This year, we are commemorating our Bicentennial – it has been 200 years since the founding of modern Singapore by Sir Stamford Raffles.
The significance of the Bicentennial can only be understood against the broader backdrop of our history.
Our history did not begin in 1819. It goes back 700 years to the original founding by Sang Nila Utama, which saw the rise of a kingdom and the beginnings of a maritime emporium based on regional trade. Even back then, trade was our lifeblood and people from many places came here to do business. For example, Singapura – as we were called then – was where the Chinese Emperor purchased his war elephants!
Due to its limited size, Singapore was subjected to periods of vassalage and external attacks. In the first 500 years there were two peaks of prosperity, after which Singapore fell into decline.
That changed when Raffles landed in Singapore in 1819. That event set Singapore on a new and upward trajectory. We were first a settlement, and then we grew and prospered into becoming a colony. Eventually, with self-determination, –we progressed from internal self-governance (1959), to merger (1963) and finally, independence (1965).
But the history of Singapore is not just about political developments. It is also the story of our people. This includes the story of the Indian community in Singapore.
When Raffles arrived on the ship “The Indiana” he was accompanied by Naraina Pillai, a Tamil civil servant in the British colonial service. Attracted by Raffles’ vision for Singapore, Pillai decided to put down roots here, first as Chief Clerk in the Colonial Treasury and subsequently moving to the private sector, becoming Singapore’s first Indian brick-business owner and contractor. He was a pioneering community leader who initiated the building of Sri Mariamman Temple at South Bridge Road.
Pillai was the first of many Indians to come to Singapore in search of a better life. Initially, there was a small community of troops, traders and merchants. In the late 1800s, more Indians migrated to Singapore for work and trade – Tamils, Parsees, Bengalis, Sindhis and Chettiars, among others. There were over 16,000 Indians by the end of the 19th century; they made up 9% of the population at the time, a figure that is remarkably similar to the current percentage.
Such migrations are not only of the past. The 2000s saw more recent migrations of Indians to Singapore many of whom have become permanent residents and new citizens. Just like our forefathers, they too sought a better life and found in Singapore a safe haven and a home.
Regardless of whether they stayed long or were new to the country, the Indians who have come here have, in one way or another, contributed to the success of Singapore and the rich tapestry of our cultural heritage.
Have a look at the banners around town and you will see one about an exhibition of the Chetti Melakans’ history. Originally traders from Panai in Tamil Nadu, the Chetti Melakans (also known as Peranakan Indians) came to our part of the world during the Malacca Sultanate, intermarried with local Malay and Chinese, settled in the peninsular and eventually developed a distinct identity of their own. After the reign of the Malacca Sultanate, some moved to the new settlement of Singapore where their descendants continue to be today. This is but one example of the uniqueness of the Indian community in Singapore. In addition to those already mentioned, we are further enriched by the Punjabis, Malayalees, Gujaratis and many others.
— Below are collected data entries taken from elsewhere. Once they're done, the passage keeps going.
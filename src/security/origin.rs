//! Cross-origin policy.
//!
//! # Responsibilities
//! - Decide whether a caller's `Origin` may proceed at all
//! - Compute the `Access-Control-*` headers for a request
//! - Produce the complete response for a preflight
//!
//! # Design Decisions
//! - Policies are immutable values behind `Arc<dyn OriginPolicy>`; swapping
//!   the permissive policy for an allow-list touches neither the classifier
//!   nor the dispatcher
//! - Requests without an `Origin` header are same-origin or non-browser and
//!   are always acceptable
//! - RPC responses also expose the gRPC status headers so browser clients
//!   can read them

use std::collections::HashSet;
use std::fmt;
use std::sync::Arc;

use axum::body::Body;
use axum::http::{header, HeaderMap, HeaderName, HeaderValue, Method, StatusCode};
use axum::response::Response;

use crate::config::CorsConfig;
use crate::http::request::RequestDescriptor;
use crate::routing::classifier::Classification;

/// Headers a browser client may read from an RPC response.
const EXPOSED_RPC_HEADERS: &str = "grpc-status, grpc-message, grpc-status-details-bin";

/// Error building a policy from configuration.
#[derive(Debug, thiserror::Error)]
pub enum PolicyError {
    #[error("invalid allowed method {0:?}")]
    Method(String),
    #[error("invalid allowed header {0:?}")]
    Header(String),
    #[error("invalid allowed origin {0:?}")]
    Origin(String),
}

/// Response headers computed for one request.
#[derive(Debug, Clone, Default, PartialEq, Eq)]
pub struct OriginDecision {
    pub allow_origin: Option<HeaderValue>,
    pub allow_methods: Option<HeaderValue>,
    pub allow_headers: Option<HeaderValue>,
    pub expose_headers: Option<HeaderValue>,
    /// Set when `allow_origin` echoes the request, so caches key on it.
    pub vary_origin: bool,
}

impl OriginDecision {
    /// Merge the decision into a response's headers, replacing existing values.
    pub fn apply(&self, headers: &mut HeaderMap) {
        let pairs = [
            (header::ACCESS_CONTROL_ALLOW_ORIGIN, &self.allow_origin),
            (header::ACCESS_CONTROL_ALLOW_METHODS, &self.allow_methods),
            (header::ACCESS_CONTROL_ALLOW_HEADERS, &self.allow_headers),
            (header::ACCESS_CONTROL_EXPOSE_HEADERS, &self.expose_headers),
        ];
        for (name, value) in pairs {
            if let Some(value) = value {
                headers.insert(name, value.clone());
            }
        }
        if self.vary_origin {
            headers.append(header::VARY, HeaderValue::from_static("origin"));
        }
    }

    /// The full answer to a preflight: success, no body, CORS headers.
    pub fn into_preflight_response(self) -> Response {
        let mut response = Response::new(Body::empty());
        *response.status_mut() = StatusCode::OK;
        self.apply(response.headers_mut());
        response
    }
}

/// A cross-origin policy.
pub trait OriginPolicy: Send + Sync + fmt::Debug {
    /// Headers to attach for a request from `origin` of the given kind.
    fn evaluate(&self, origin: Option<&str>, classification: Classification) -> OriginDecision;

    /// Whether the request may be dispatched at all.
    fn is_acceptable(&self, descriptor: &RequestDescriptor<'_>) -> bool;
}

/// Methods and headers advertised by every policy.
#[derive(Debug, Clone)]
struct Advertised {
    methods: HeaderValue,
    headers: HeaderValue,
}

impl Advertised {
    fn from_config(config: &CorsConfig) -> Result<Self, PolicyError> {
        for method in &config.allowed_methods {
            method
                .parse::<Method>()
                .map_err(|_| PolicyError::Method(method.clone()))?;
        }
        for name in &config.allowed_headers {
            name.parse::<HeaderName>()
                .map_err(|_| PolicyError::Header(name.clone()))?;
        }

        let methods = config.allowed_methods.join(", ");
        let headers = config.allowed_headers.join(", ");
        Ok(Self {
            methods: HeaderValue::from_str(&methods).map_err(|_| PolicyError::Method(methods))?,
            headers: HeaderValue::from_str(&headers).map_err(|_| PolicyError::Header(headers))?,
        })
    }

    fn decision(&self, allow_origin: Option<HeaderValue>, classification: Classification) -> OriginDecision {
        OriginDecision {
            allow_origin,
            allow_methods: Some(self.methods.clone()),
            allow_headers: Some(self.headers.clone()),
            expose_headers: classification
                .is_rpc()
                .then(|| HeaderValue::from_static(EXPOSED_RPC_HEADERS)),
            vary_origin: false,
        }
    }
}

/// Accepts every origin and answers `Access-Control-Allow-Origin: *`.
#[derive(Debug, Clone)]
pub struct PermissivePolicy {
    advertised: Advertised,
}

impl PermissivePolicy {
    pub fn new(config: &CorsConfig) -> Result<Self, PolicyError> {
        Ok(Self {
            advertised: Advertised::from_config(config)?,
        })
    }
}

impl OriginPolicy for PermissivePolicy {
    fn evaluate(&self, _origin: Option<&str>, classification: Classification) -> OriginDecision {
        self.advertised
            .decision(Some(HeaderValue::from_static("*")), classification)
    }

    fn is_acceptable(&self, _descriptor: &RequestDescriptor<'_>) -> bool {
        true
    }
}

/// Accepts only origins on an exact-match list and echoes them back.
#[derive(Debug, Clone)]
pub struct AllowListPolicy {
    origins: HashSet<String>,
    advertised: Advertised,
}

impl AllowListPolicy {
    pub fn new(config: &CorsConfig) -> Result<Self, PolicyError> {
        let mut origins = HashSet::with_capacity(config.allowed_origins.len());
        for origin in &config.allowed_origins {
            HeaderValue::from_str(origin).map_err(|_| PolicyError::Origin(origin.clone()))?;
            origins.insert(origin.to_ascii_lowercase());
        }
        Ok(Self {
            origins,
            advertised: Advertised::from_config(config)?,
        })
    }

    fn allows(&self, origin: &str) -> bool {
        self.origins.contains(&origin.to_ascii_lowercase())
    }
}

impl OriginPolicy for AllowListPolicy {
    fn evaluate(&self, origin: Option<&str>, classification: Classification) -> OriginDecision {
        let allow_origin = origin
            .filter(|o| self.allows(o))
            .and_then(|o| HeaderValue::from_str(o).ok());
        let vary_origin = allow_origin.is_some();
        OriginDecision {
            vary_origin,
            ..self.advertised.decision(allow_origin, classification)
        }
    }

    fn is_acceptable(&self, descriptor: &RequestDescriptor<'_>) -> bool {
        descriptor.origin().map_or(true, |o| self.allows(o))
    }
}

/// Build the policy selected by configuration.
pub fn policy_from_config(config: &CorsConfig) -> Result<Arc<dyn OriginPolicy>, PolicyError> {
    if config.is_permissive() {
        Ok(Arc::new(PermissivePolicy::new(config)?))
    } else {
        Ok(Arc::new(AllowListPolicy::new(config)?))
    }
}

#[cfg(test)]
mod tests {
    use super::*;
    use axum::http::Request;

    fn permissive() -> Arc<dyn OriginPolicy> {
        policy_from_config(&CorsConfig::default()).unwrap()
    }

    fn allow_list() -> Arc<dyn OriginPolicy> {
        let config = CorsConfig {
            allowed_origins: vec!["https://app.example.com".into()],
            ..CorsConfig::default()
        };
        policy_from_config(&config).unwrap()
    }

    #[test]
    fn permissive_preflight_carries_all_headers() {
        for origin in [Some("https://example.com"), Some("null"), None] {
            let response = permissive()
                .evaluate(origin, Classification::PreflightRequest)
                .into_preflight_response();
            assert_eq!(response.status(), StatusCode::OK);
            let headers = response.headers();
            assert_eq!(headers[header::ACCESS_CONTROL_ALLOW_ORIGIN], "*");
            assert_eq!(
                headers[header::ACCESS_CONTROL_ALLOW_METHODS],
                "GET, POST, OPTIONS, PUT, DELETE"
            );
            assert_eq!(
                headers[header::ACCESS_CONTROL_ALLOW_HEADERS],
                "Accept, Content-Type, Content-Length, Accept-Encoding, X-CSRF-Token, Authorization, x-grpc-web"
            );
            assert!(headers.get(header::ACCESS_CONTROL_EXPOSE_HEADERS).is_none());
        }
    }

    #[test]
    fn rpc_decisions_expose_grpc_status() {
        let decision = permissive().evaluate(None, Classification::FramedRpc);
        assert_eq!(
            decision.expose_headers,
            Some(HeaderValue::from_static(EXPOSED_RPC_HEADERS))
        );
        let decision = permissive().evaluate(None, Classification::StaticAsset);
        assert!(decision.expose_headers.is_none());
    }

    #[test]
    fn apply_replaces_existing_values() {
        let mut headers = HeaderMap::new();
        headers.insert(
            header::ACCESS_CONTROL_ALLOW_ORIGIN,
            HeaderValue::from_static("https://stale.example"),
        );
        permissive()
            .evaluate(None, Classification::StaticAsset)
            .apply(&mut headers);
        assert_eq!(headers[header::ACCESS_CONTROL_ALLOW_ORIGIN], "*");
        assert_eq!(headers.get_all(header::ACCESS_CONTROL_ALLOW_ORIGIN).iter().count(), 1);
    }

    #[test]
    fn allow_list_echoes_known_origins() {
        let policy = allow_list();
        let decision = policy.evaluate(Some("https://app.example.com"), Classification::FramedRpc);
        assert_eq!(
            decision.allow_origin,
            Some(HeaderValue::from_static("https://app.example.com"))
        );
        assert!(decision.vary_origin);

        let mut headers = HeaderMap::new();
        decision.apply(&mut headers);
        assert_eq!(headers[header::VARY], "origin");

        let decision = policy.evaluate(Some("https://evil.example"), Classification::FramedRpc);
        assert!(decision.allow_origin.is_none());
        assert!(!decision.vary_origin);
    }

    #[test]
    fn allow_list_acceptability() {
        let policy = allow_list();
        let check = |origin: Option<&str>| {
            let mut builder = Request::builder().uri("/pkg.Service/Method");
            if let Some(o) = origin {
                builder = builder.header("origin", o);
            }
            let request = builder.body(Body::empty()).unwrap();
            policy.is_acceptable(&RequestDescriptor::from_request(&request))
        };

        assert!(check(None));
        assert!(check(Some("https://app.example.com")));
        assert!(check(Some("HTTPS://APP.EXAMPLE.COM")));
        assert!(!check(Some("https://evil.example")));

        let request = Request::builder()
            .header("origin", "https://evil.example")
            .body(Body::empty())
            .unwrap();
        assert!(permissive().is_acceptable(&RequestDescriptor::from_request(&request)));
    }

    #[test]
    fn invalid_config_is_rejected() {
        let config = CorsConfig {
            allowed_methods: vec!["GET POST".into()],
            ..CorsConfig::default()
        };
        assert!(matches!(policy_from_config(&config), Err(PolicyError::Method(_))));

        let config = CorsConfig {
            allowed_headers: vec!["bad header".into()],
            ..CorsConfig::default()
        };
        assert!(matches!(policy_from_config(&config), Err(PolicyError::Header(_))));
    }
}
Indian shopkeepers established their businesses around Serangoon Road, which eventually become Little India – a unique and distinct area beloved by Singaporeans and foreigners alike.
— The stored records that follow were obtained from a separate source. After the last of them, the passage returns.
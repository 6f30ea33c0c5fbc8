//! Registered service table.
//!
//! # Responsibilities
//! - Collect named services and their methods before the listener starts
//! - Freeze into an immutable table shared by every connection
//! - Resolve `/package.Service/Method` paths to a handler
//!
//! # Design Decisions
//! - Registration happens on a builder; `build()` consumes it, so nothing
//!   can be appended once the table is serving
//! - Ordered maps keep the startup service listing deterministic

use std::collections::{BTreeMap, BTreeSet};
use std::fmt;
use std::sync::Arc;

use crate::rpc::engine::RpcHandler;

/// Error raised while registering services.
#[derive(Debug, Clone, PartialEq, Eq, thiserror::Error)]
pub enum RegistryError {
    #[error("service {0:?} is already registered")]
    DuplicateService(String),
    #[error("invalid service name {0:?}")]
    InvalidServiceName(String),
    #[error("invalid method name {method:?} on service {service:?}")]
    InvalidMethodName { service: String, method: String },
    #[error("method {method:?} declared twice on service {service:?}")]
    DuplicateMethod { service: String, method: String },
    #[error("service {0:?} declares no methods")]
    NoMethods(String),
}

/// Name and methods of a service, e.g. `grpc.health.v1.Health` / `Check`.
#[derive(Debug, Clone, PartialEq, Eq)]
pub struct ServiceDescriptor {
    name: String,
    methods: Vec<String>,
}

impl ServiceDescriptor {
    pub fn new(name: impl Into<String>) -> Self {
        Self {
            name: name.into(),
            methods: Vec::new(),
        }
    }

    /// Declare a method on the service.
    pub fn method(mut self, name: impl Into<String>) -> Self {
        self.methods.push(name.into());
        self
    }

    pub fn name(&self) -> &str {
        &self.name
    }

    pub fn methods(&self) -> &[String] {
        &self.methods
    }
}

fn is_valid_segment(name: &str) -> bool {
    !name.is_empty()
        && name
            .chars()
            .all(|c| c.is_ascii_alphanumeric() || c == '_' || c == '.')
}

struct RegisteredService {
    methods: BTreeSet<String>,
    handler: Arc<dyn RpcHandler>,
}

impl fmt::Debug for RegisteredService {
    fn fmt(&self, f: &mut fmt::Formatter<'_>) -> fmt::Result {
        f.debug_struct("RegisteredService")
            .field("methods", &self.methods)
            .finish_non_exhaustive()
    }
}

/// Accumulates services until [`build`](Self::build) freezes them.
#[derive(Debug, Default)]
pub struct ServiceRegistryBuilder {
    services: BTreeMap<String, RegisteredService>,
}

impl ServiceRegistryBuilder {
    /// Register a service and the handler that implements all its methods.
    pub fn register<H>(
        &mut self,
        descriptor: ServiceDescriptor,
        handler: H,
    ) -> Result<&mut Self, RegistryError>
    where
        H: RpcHandler,
    {
        let ServiceDescriptor { name, methods } = descriptor;

        if !is_valid_segment(&name) || name.starts_with('.') || name.ends_with('.') {
            return Err(RegistryError::InvalidServiceName(name));
        }
        if self.services.contains_key(&name) {
            return Err(RegistryError::DuplicateService(name));
        }
        if methods.is_empty() {
            return Err(RegistryError::NoMethods(name));
        }

        let mut set = BTreeSet::new();
        for method in methods {
            if !is_valid_segment(&method) || method.contains('.') {
                return Err(RegistryError::InvalidMethodName {
                    service: name,
                    method,
                });
            }
            if set.contains(&method) {
                return Err(RegistryError::DuplicateMethod {
                    service: name,
                    method,
                });
            }
            set.insert(method);
        }

        self.services.insert(
            name,
            RegisteredService {
                methods: set,
                handler: Arc::new(handler),
            },
        );
        Ok(self)
    }

    /// Close registration.
    pub fn build(self) -> ServiceRegistry {
        ServiceRegistry {
            services: self.services,
        }
    }
}

/// The frozen service table.
#[derive(Debug, Default)]
pub struct ServiceRegistry {
    services: BTreeMap<String, RegisteredService>,
}

/// A resolved call target.
#[derive(Clone)]
pub struct MethodTarget {
    pub service: String,
    pub method: String,
    pub handler: Arc<dyn RpcHandler>,
}

impl fmt::Debug for MethodTarget {
    fn fmt(&self, f: &mut fmt::Formatter<'_>) -> fmt::Result {
        f.debug_struct("MethodTarget")
            .field("service", &self.service)
            .field("method", &self.method)
            .finish_non_exhaustive()
    }
}

/// Why a path did not resolve.
#[derive(Debug, Clone, PartialEq, Eq)]
pub enum Unresolved {
    /// Not of the form `/service/method`.
    MalformedPath,
    UnknownService(String),
    UnknownMethod { service: String, method: String },
}

impl fmt::Display for Unresolved {
    fn fmt(&self, f: &mut fmt::Formatter<'_>) -> fmt::Result {
        match self {
            Unresolved::MalformedPath => f.write_str("malformed method path"),
            Unresolved::UnknownService(service) => write!(f, "unknown service {service}"),
            Unresolved::UnknownMethod { service, method } => {
                write!(f, "unknown method {method} for service {service}")
            }
        }
    }
}

impl ServiceRegistry {
    pub fn builder() -> ServiceRegistryBuilder {
        ServiceRegistryBuilder::default()
    }

    /// Resolve a request path of the form `/package.Service/Method`.
    pub fn resolve(&self, path: &str) -> Result<MethodTarget, Unresolved> {
        let (service, method) = path
            .strip_prefix('/')
            .and_then(|p| p.split_once('/'))
            .filter(|(s, m)| !s.is_empty() && !m.is_empty() && !m.contains('/'))
            .ok_or(Unresolved::MalformedPath)?;

        let registered = self
            .services
            .get(service)
            .ok_or_else(|| Unresolved::UnknownService(service.to_string()))?;
        if !registered.methods.contains(method) {
            return Err(Unresolved::UnknownMethod {
                service: service.to_string(),
                method: method.to_string(),
            });
        }

        Ok(MethodTarget {
            service: service.to_string(),
            method: method.to_string(),
            handler: Arc::clone(&registered.handler),
        })
    }

    /// Every registered service with its methods, ordered by name.
    pub fn service_info(&self) -> Vec<ServiceDescriptor> {
        self.services
            .iter()
            .map(|(name, s)| ServiceDescriptor {
                name: name.clone(),
                methods: s.methods.iter().cloned().collect(),
            })
            .collect()
    }

    pub fn len(&self) -> usize {
        self.services.len()
    }

    pub fn is_empty(&self) -> bool {
        self.services.is_empty()
    }
}

#[cfg(test)]
mod tests {
    use super::*;
    use crate::rpc::engine::RpcCall;
    use crate::rpc::status::RpcStatus;
    use axum::body::Body;
    use axum::response::Response;
    use futures_util::future::BoxFuture;

    struct Noop;

    impl RpcHandler for Noop {
        fn call(&self, _call: RpcCall, _body: Body) -> BoxFuture<'static, Result<Response, RpcStatus>> {
            Box::pin(async { Ok(Response::new(Body::empty())) })
        }
    }

    fn greeter() -> ServiceDescriptor {
        ServiceDescriptor::new("helloworld.Greeter")
            .method("SayHello")
            .method("SayHelloStream")
    }

    #[test]
    fn resolves_registered_methods() {
        let mut builder = ServiceRegistry::builder();
        builder.register(greeter(), Noop).unwrap();
        let registry = builder.build();

        let target = registry.resolve("/helloworld.Greeter/SayHello").unwrap();
        assert_eq!(target.service, "helloworld.Greeter");
        assert_eq!(target.method, "SayHello");

        assert_eq!(
            registry.resolve("/helloworld.Greeter/Missing").unwrap_err(),
            Unresolved::UnknownMethod {
                service: "helloworld.Greeter".into(),
                method: "Missing".into()
            }
        );
        assert_eq!(
            registry.resolve("/pkg.Other/SayHello").unwrap_err(),
            Unresolved::UnknownService("pkg.Other".into())
        );
        for path in ["/", "/ws", "/helloworld.Greeter/", "//SayHello", "/a/b/c", "index.html"] {
            assert_eq!(registry.resolve(path).unwrap_err(), Unresolved::MalformedPath, "{path}");
        }
    }

    #[test]
    fn rejects_bad_registrations() {
        let mut builder = ServiceRegistry::builder();
        builder.register(greeter(), Noop).unwrap();

        assert_eq!(
            builder.register(greeter(), Noop).unwrap_err(),
            RegistryError::DuplicateService("helloworld.Greeter".into())
        );
        assert!(matches!(
            builder.register(ServiceDescriptor::new("bad/name").method("M"), Noop),
            Err(RegistryError::InvalidServiceName(_))
        ));
        assert!(matches!(
            builder.register(ServiceDescriptor::new("pkg.Empty"), Noop),
            Err(RegistryError::NoMethods(_))
        ));
        assert!(matches!(
            builder.register(ServiceDescriptor::new("pkg.S").method("A").method("A"), Noop),
            Err(RegistryError::DuplicateMethod { .. })
        ));
        assert!(matches!(
            builder.register(ServiceDescriptor::new("pkg.T").method("a/b"), Noop),
            Err(RegistryError::InvalidMethodName { .. })
        ));

        // Failed registrations leave the table untouched.
        assert_eq!(builder.build().len(), 1);
    }

    #[test]
    fn service_info_is_sorted() {
        let mut builder = ServiceRegistry::builder();
        builder
            .register(ServiceDescriptor::new("z.Last").method("Go"), Noop)
            .unwrap()
            .register(greeter(), Noop)
            .unwrap();
        let registry = builder.build();

        let info = registry.service_info();
        assert_eq!(info.len(), 2);
        assert_eq!(info[0].name(), "helloworld.Greeter");
        assert_eq!(info[0].methods(), ["SayHello", "SayHelloStream"]);
        assert_eq!(info[1].name(), "z.Last");
        assert!(!registry.is_empty());
        assert!(ServiceRegistry::default().is_empty());
    }
}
Therefore, while the Bicentennial commemorates an important turning point in our history, it is also the story of our journey as a people – a journey that has made us who and what we are, and which has given us our uniquely Singaporean DNA, which includes openness, multiculturalism and a strong sense of self-determination.
Openness has been the engine of our success and prosperity. When Raffles made Singapore a free port, it was the game-changer of that era; it took Singapore beyond regional trade and introduced us into global trade. It also diverted international trade routes to Singapore. Free trade has been a continuing foundation for our success and this is why we strongly support it, especially now when protectionist winds are blowing across the world.
Multiculturalism has been the bedrock of our social fabric – Singapore was, is and must continue to be a place where people can achieve their dreams, live in peace and harmony, understand each other’s differences and have the freedom to celebrate their ethnicities and cultural practices.
Self-determination and sovereignty are what the Pioneer and Merdeka Generations fought for – the right to determine our own destiny and be the authors of our future. These are hard-won, precious rights.
As history shows, larger countries will always be tempted to assert themselves over small ones. For that reason, defense is the cornerstone of our sovereignty and we advocate and uphold the rule of law, domestically and on the international stage. We will be friends with all who wish to be friends with us. But we will also defend and protect what is ours.
The Bicentennial is therefore also a time for reflection – of the journey that has strengthened Singapore and our identity as Singaporeans.